(193af) Fabrication of in vitro Human Breathing Lung Model for Inhalation Drug Development

Drug discovery through animal testing has been proven inefficient in many instances. Even some pharmaceuticals that successfully pass clinical trials are later found to have serious side effects that can lead to unwanted suffering, costly lawsuits, or even worse, the death of patients. The current technology developed to emulate organ-level functions in miniaturized tissue-engineered models is known as “micro-physiological systems” or “organs-on-a-chip”. These models have been used to study the adsorption, distribution, metabolism, elimination, and toxicity (ADMET) of drugs in vitro. However, until now there are only a few such systems that can integrate both structures and flow mechanical features to recapitulate a complex lung with a physiological similar breathing motion.
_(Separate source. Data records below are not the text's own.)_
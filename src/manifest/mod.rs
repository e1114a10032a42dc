//! Manifests: typed recipe lists applied once to produce resources.
//!
//! A [`ManifestType`] declares the ordered recipes, their handlers and the
//! shared configuration.  A [`Manifest`] is one instance of a type bound to a
//! [`Runtime`].  Executing it runs every recipe in order, each handler
//! describing desired state through [`Manifest::new_resource`], then hands the
//! collected resources to the runtime's backend.  A manifest executes
//! successfully at most once.
mod descriptor;
mod error;
pub mod library;
pub mod loader;
mod recipe;
mod runtime;

use std::path::Path;
use std::sync::Arc;
use std::sync::atomic::{AtomicU64, Ordering};

use indexmap::IndexMap;

use crate::backend::ApplyReport;
use crate::config::Configuration;
use crate::logging::RecipeStatus;
use crate::resources::ledger::ResourceLedger;
use crate::resources::{Attributes, ResourceDescriptor, ResourceKind};
use crate::template::{Bindings, Template};

pub use descriptor::{ManifestType, ManifestTypeBuilder, Requirement};
pub use error::ManifestError;
pub use recipe::{RecipeArgs, RecipeDeclaration, RecipeHandler, RecipeOptions};
pub use runtime::{NoopGuard, Runtime, Section};

static NEXT_ID: AtomicU64 = AtomicU64::new(1);

/// Lifecycle of a manifest instance.
#[derive(Debug, Default, Clone, Copy, PartialEq, Eq)]
pub enum ManifestState {
    /// Not yet executed successfully.
    #[default]
    Fresh,
    /// Executed successfully; further executions do nothing.
    Executed,
}

/// One instance of a [`ManifestType`].
///
/// # Examples
///
/// ```
/// use std::sync::Arc;
/// use marionette::backend::{ApplyBackend, ApplyReport};
/// use marionette::logging::Logger;
/// use marionette::manifest::{Manifest, ManifestTypeBuilder, Runtime};
/// use marionette::resources::{ResourceDescriptor, attributes};
/// use serde_json::json;
///
/// struct Accept;
/// impl ApplyBackend for Accept {
///     fn apply(&self, r: &[ResourceDescriptor], _: bool) -> anyhow::Result<ApplyReport> {
///         Ok(ApplyReport { changed: r.len() as u32, ..ApplyReport::new() })
///     }
/// }
///
/// let motd = ManifestTypeBuilder::new("Motd")
///     .recipe("motd")
///     .handler("motd", |m, _| {
///         m.file("/etc/motd", attributes(json!({"content": "hello\n"})));
///         Ok(())
///     })
///     .build();
/// let runtime = Arc::new(Runtime::new(Arc::new(Accept), Arc::new(Logger::new("doc"))));
///
/// let mut manifest = Manifest::new(&motd, &runtime);
/// assert!(manifest.execute());
/// assert!(!manifest.execute());
/// assert_eq!(manifest.files().len(), 1);
/// ```
#[derive(Debug)]
pub struct Manifest {
    manifest_type: Arc<ManifestType>,
    name: String,
    configuration: Configuration,
    ledger: ResourceLedger,
    state: ManifestState,
    runtime: Arc<Runtime>,
}

impl Manifest {
    /// Instantiate `manifest_type` against `runtime`.
    ///
    /// The instance starts from a copy of the type's current configuration.
    #[must_use]
    pub fn new(manifest_type: &Arc<ManifestType>, runtime: &Arc<Runtime>) -> Self {
        let id = NEXT_ID.fetch_add(1, Ordering::Relaxed);
        Self {
            name: format!("{}#{id}", manifest_type.name()),
            configuration: manifest_type.configuration(),
            manifest_type: Arc::clone(manifest_type),
            ledger: ResourceLedger::new(),
            state: ManifestState::Fresh,
            runtime: Arc::clone(runtime),
        }
    }

    /// Instance name, `"<Type>#<id>"`.
    #[must_use]
    pub fn name(&self) -> &str {
        &self.name
    }

    /// The type this manifest instantiates.
    #[must_use]
    pub const fn manifest_type(&self) -> &Arc<ManifestType> {
        &self.manifest_type
    }

    /// The runtime this manifest executes on.
    ///
    /// Recipes use it to create and execute further manifests in place.
    #[must_use]
    pub const fn runtime(&self) -> &Arc<Runtime> {
        &self.runtime
    }

    /// The instance configuration.
    #[must_use]
    pub const fn configuration(&self) -> &Configuration {
        &self.configuration
    }

    /// Inherited recipe list of the manifest's type.
    #[must_use]
    pub fn recipes(&self) -> Vec<RecipeDeclaration> {
        self.manifest_type.recipes()
    }

    /// Current lifecycle state.
    #[must_use]
    pub const fn state(&self) -> ManifestState {
        self.state
    }

    /// Whether every requirement of the type and its ancestors holds.
    #[must_use]
    pub fn is_executable(&self) -> bool {
        self.unmet_requirement().is_none()
    }

    /// Name of the first requirement that does not hold.
    #[must_use]
    pub fn unmet_requirement(&self) -> Option<String> {
        self.manifest_type.first_unmet(self)
    }

    /// Deep-merge `updates` into this instance's configuration.
    ///
    /// The merge is also written through to the type, so instances created
    /// afterwards start from the updated configuration.  Instances that
    /// already exist are unaffected.
    pub fn configure(&mut self, updates: impl Into<Configuration>) {
        let updates = updates.into();
        self.configuration.deep_merge(&updates);
        self.manifest_type.configure(&updates);
    }

    /// Construct, or look up and update, the resource `(kind, name)`.
    ///
    /// `attributes` are merged over any already present.  The type's
    /// attribute-default policies then fill attributes still unset.  The
    /// descriptor is returned for further customisation.
    pub fn new_resource(
        &mut self,
        kind: ResourceKind,
        name: &str,
        attributes: Attributes,
    ) -> &mut ResourceDescriptor {
        let defaults = self.manifest_type.resource_defaults();
        let descriptor = self.ledger.upsert(kind, name, attributes);
        for policy in defaults.iter().filter(|p| p.applies_to(kind)) {
            policy.apply(descriptor);
        }
        descriptor
    }

    /// `name → descriptor` for `kind`.
    #[must_use]
    pub fn resources_for(&self, kind: ResourceKind) -> &IndexMap<String, ResourceDescriptor> {
        self.ledger.resources_for(kind)
    }

    /// Look up one constructed resource.
    #[must_use]
    pub fn resource(&self, kind: ResourceKind, name: &str) -> Option<&ResourceDescriptor> {
        self.ledger.get(kind, name)
    }

    /// Every constructed resource, ordered by first use of its kind and then
    /// by insertion within the kind.
    #[must_use]
    pub fn flat_resources(&self) -> Vec<ResourceDescriptor> {
        self.ledger.iter().cloned().collect()
    }

    /// Run every recipe in declaration order.
    ///
    /// # Errors
    ///
    /// Stops at the first recipe without a handler
    /// ([`ManifestError::UndeclaredRecipe`]) or whose handler fails
    /// ([`ManifestError::RecipeFailed`]).
    pub fn evaluate_recipes(&mut self) -> Result<(), ManifestError> {
        let runtime = Arc::clone(&self.runtime);
        for declaration in self.recipes() {
            let qualified = format!("{}::{}", self.name, declaration.name());
            let Some(handler) = self.manifest_type.handler(declaration.name()) else {
                runtime.log().record_recipe(
                    &qualified,
                    RecipeStatus::Failed,
                    Some("no handler implements this recipe"),
                );
                return Err(ManifestError::UndeclaredRecipe {
                    manifest: self.name.clone(),
                    recipe: declaration.name().to_string(),
                });
            };
            let args = RecipeArgs::for_declaration(&declaration, &self.configuration);
            runtime.log().debug(&format!("evaluating {qualified}"));
            if let Err(source) = handler(self, &args) {
                runtime
                    .log()
                    .record_recipe(&qualified, RecipeStatus::Failed, Some(&format!("{source:#}")));
                return Err(ManifestError::RecipeFailed {
                    manifest: self.name.clone(),
                    recipe: declaration.name().to_string(),
                    source,
                });
            }
        }
        Ok(())
    }

    /// Hand the flat resource list and the current noop flag to the backend.
    ///
    /// # Errors
    ///
    /// Returns [`ManifestError::ApplyFailed`] if the backend reports failure.
    pub fn apply(&self) -> Result<ApplyReport, ManifestError> {
        let resources = self.flat_resources();
        self.runtime
            .backend()
            .apply(&resources, self.runtime.is_noop())
            .map_err(|source| ManifestError::ApplyFailed {
                manifest: self.name.clone(),
                source,
            })
    }

    /// Evaluate and apply the manifest unless it already ran.
    ///
    /// Returns `true` on the first successful run.  Failures are logged and
    /// reported as `false`; the manifest then stays fresh and may be executed
    /// again.
    pub fn execute(&mut self) -> bool {
        let runtime = Arc::clone(&self.runtime);
        let _section = runtime.enter();
        let outcome = self.run();
        self.report(outcome)
    }

    /// Like [`Manifest::execute`] but returns the first error.
    ///
    /// # Errors
    ///
    /// Returns [`ManifestError::UnmetRequirement`],
    /// [`ManifestError::UndeclaredRecipe`], [`ManifestError::RecipeFailed`]
    /// or [`ManifestError::ApplyFailed`].
    pub fn execute_strict(&mut self) -> Result<bool, ManifestError> {
        let runtime = Arc::clone(&self.runtime);
        let _section = runtime.enter();
        self.run()
    }

    /// [`Manifest::execute`] with the runtime's noop flag set for the
    /// duration of the call.
    pub fn noop(&mut self) -> bool {
        let runtime = Arc::clone(&self.runtime);
        let _section = runtime.enter();
        let _noop = runtime.noop_guard();
        let outcome = self.run();
        self.report(outcome)
    }

    /// [`Manifest::execute_strict`] with the runtime's noop flag set for the
    /// duration of the call.
    ///
    /// # Errors
    ///
    /// Same as [`Manifest::execute_strict`].
    pub fn noop_strict(&mut self) -> Result<bool, ManifestError> {
        let runtime = Arc::clone(&self.runtime);
        let _section = runtime.enter();
        let _noop = runtime.noop_guard();
        self.run()
    }

    /// Render template `name` below the configured `template_root`.
    ///
    /// # Errors
    ///
    /// Returns [`ManifestError::TemplateRootMissing`] when `template_root` is
    /// not configured, or [`ManifestError::Template`] when the file cannot be
    /// read or rendered.
    pub fn template(&self, name: &str, context: Bindings) -> Result<String, ManifestError> {
        let root = self
            .configuration
            .get_str("template_root")
            .ok_or(ManifestError::TemplateRootMissing)?;
        let template = Template::new(Path::new(root).join(name), context);
        Ok(template.render(self.runtime.fs_ops())?)
    }

    fn run(&mut self) -> Result<bool, ManifestError> {
        let runtime = Arc::clone(&self.runtime);
        if self.state == ManifestState::Executed {
            runtime
                .log()
                .debug(&format!("{} already executed, skipping", self.name));
            return Ok(false);
        }
        if let Some(requirement) = self.unmet_requirement() {
            return Err(ManifestError::UnmetRequirement {
                manifest: self.name.clone(),
                requirement,
            });
        }

        let noop = runtime.is_noop();
        let stage = if noop { "Plan" } else { "Apply" };
        runtime.log().stage(&format!("{stage} {}", self.name));
        self.evaluate_recipes()?;
        let report = self.apply()?;
        runtime
            .log()
            .debug(&format!("{}: {}", self.name, report.summary(noop)));

        let status = if noop {
            RecipeStatus::NoOp
        } else {
            RecipeStatus::Ok
        };
        for declaration in self.recipes() {
            runtime.log().record_recipe(
                &format!("{}::{}", self.name, declaration.name()),
                status,
                None,
            );
        }
        self.state = ManifestState::Executed;
        Ok(true)
    }

    fn report(&self, outcome: Result<bool, ManifestError>) -> bool {
        outcome.unwrap_or_else(|e| {
            self.runtime.log().error(&format!("{:#}", anyhow::Error::from(e)));
            false
        })
    }
}

macro_rules! resource_shortcuts {
    ($($kind:ident => $single:ident, $plural:ident;)*) => {
        impl Manifest {
            $(
                #[doc = concat!("Construct or update the `", stringify!($single), "` resource `name`.")]
                pub fn $single(&mut self, name: &str, attributes: Attributes) -> &mut ResourceDescriptor {
                    self.new_resource(ResourceKind::$kind, name, attributes)
                }

                #[doc = concat!("Every `", stringify!($single), "` resource, by name.")]
                #[must_use]
                pub fn $plural(&self) -> &IndexMap<String, ResourceDescriptor> {
                    self.resources_for(ResourceKind::$kind)
                }
            )*
        }
    };
}

resource_shortcuts! {
    Exec => exec, execs;
    File => file, files;
    Package => package, packages;
    Service => service, services;
}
In this work, we developed a stepwise approach to construct a multilayered microfluidic platform that integrates both branched bronchiolar and deformed alveolar features to become a full lung model.
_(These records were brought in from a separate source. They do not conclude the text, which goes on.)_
//! Command-line entry point for the marionette manifest engine.
use std::sync::Arc;

use anyhow::Result;
use clap::Parser;

use marionette::{cli, commands, logging};

fn main() -> Result<()> {
    let _ = enable_ansi_support::enable_ansi_support();
    let args = cli::Cli::parse();

    let command = match &args.command {
        cli::Command::Apply(_) => "apply",
        cli::Command::Plan(_) => "plan",
        cli::Command::Recipes(_) => "recipes",
        cli::Command::Version => return commands::version::run(),
    };
    logging::init_subscriber(args.verbose, command);
    let log = Arc::new(logging::Logger::new(command));

    match &args.command {
        cli::Command::Apply(opts) => commands::apply::run(&args.global, opts, &log),
        cli::Command::Plan(opts) => commands::plan::run(&args.global, opts, &log),
        cli::Command::Recipes(opts) => commands::recipes::run(&args.global, opts, &log),
        cli::Command::Version => Ok(()),
    }
}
The device is composed of layers of acrylic, polyester (PET) and inflatable polydimethylsiloxane (PDMS) membranes that were pre-cut with a laser cutter followed by laminating with adhesive tapes. A water chamber was also integrated into the device to enable inflation of the flexible membrane that mimics the breathing motion by controlling the pressure difference in the water chamber. This non-pneumatic microfluidic aspiration mechanic that can stretch synthesized alveolar membranes and generate airflow in the airway. To realize the transport mechanism of inhalation drug in the breathing lung model, various sizes and charge properties of aerosolized drugs were generated and transported to the lung model through the breathing mechanism. The excessive aerosolized drugs were exhaled back to the aerosolization chamber while others remained in the in vitro lung model. To further improve the visualization ability, the aerosols were produced from fluorescein solution and observed using a fluorescent microscope. The distribution profile of the inhaled aerosols located in the different generation of bronchi was plotted by evaluating the remained aerosols. The in vitro lung model that mimics complex lung organ breathing mechanism is suitable to understand the transportation mechanism of drugs. These capabilities may be particularly useful in developing and accelerating clinical translation of inhalation drugs as well.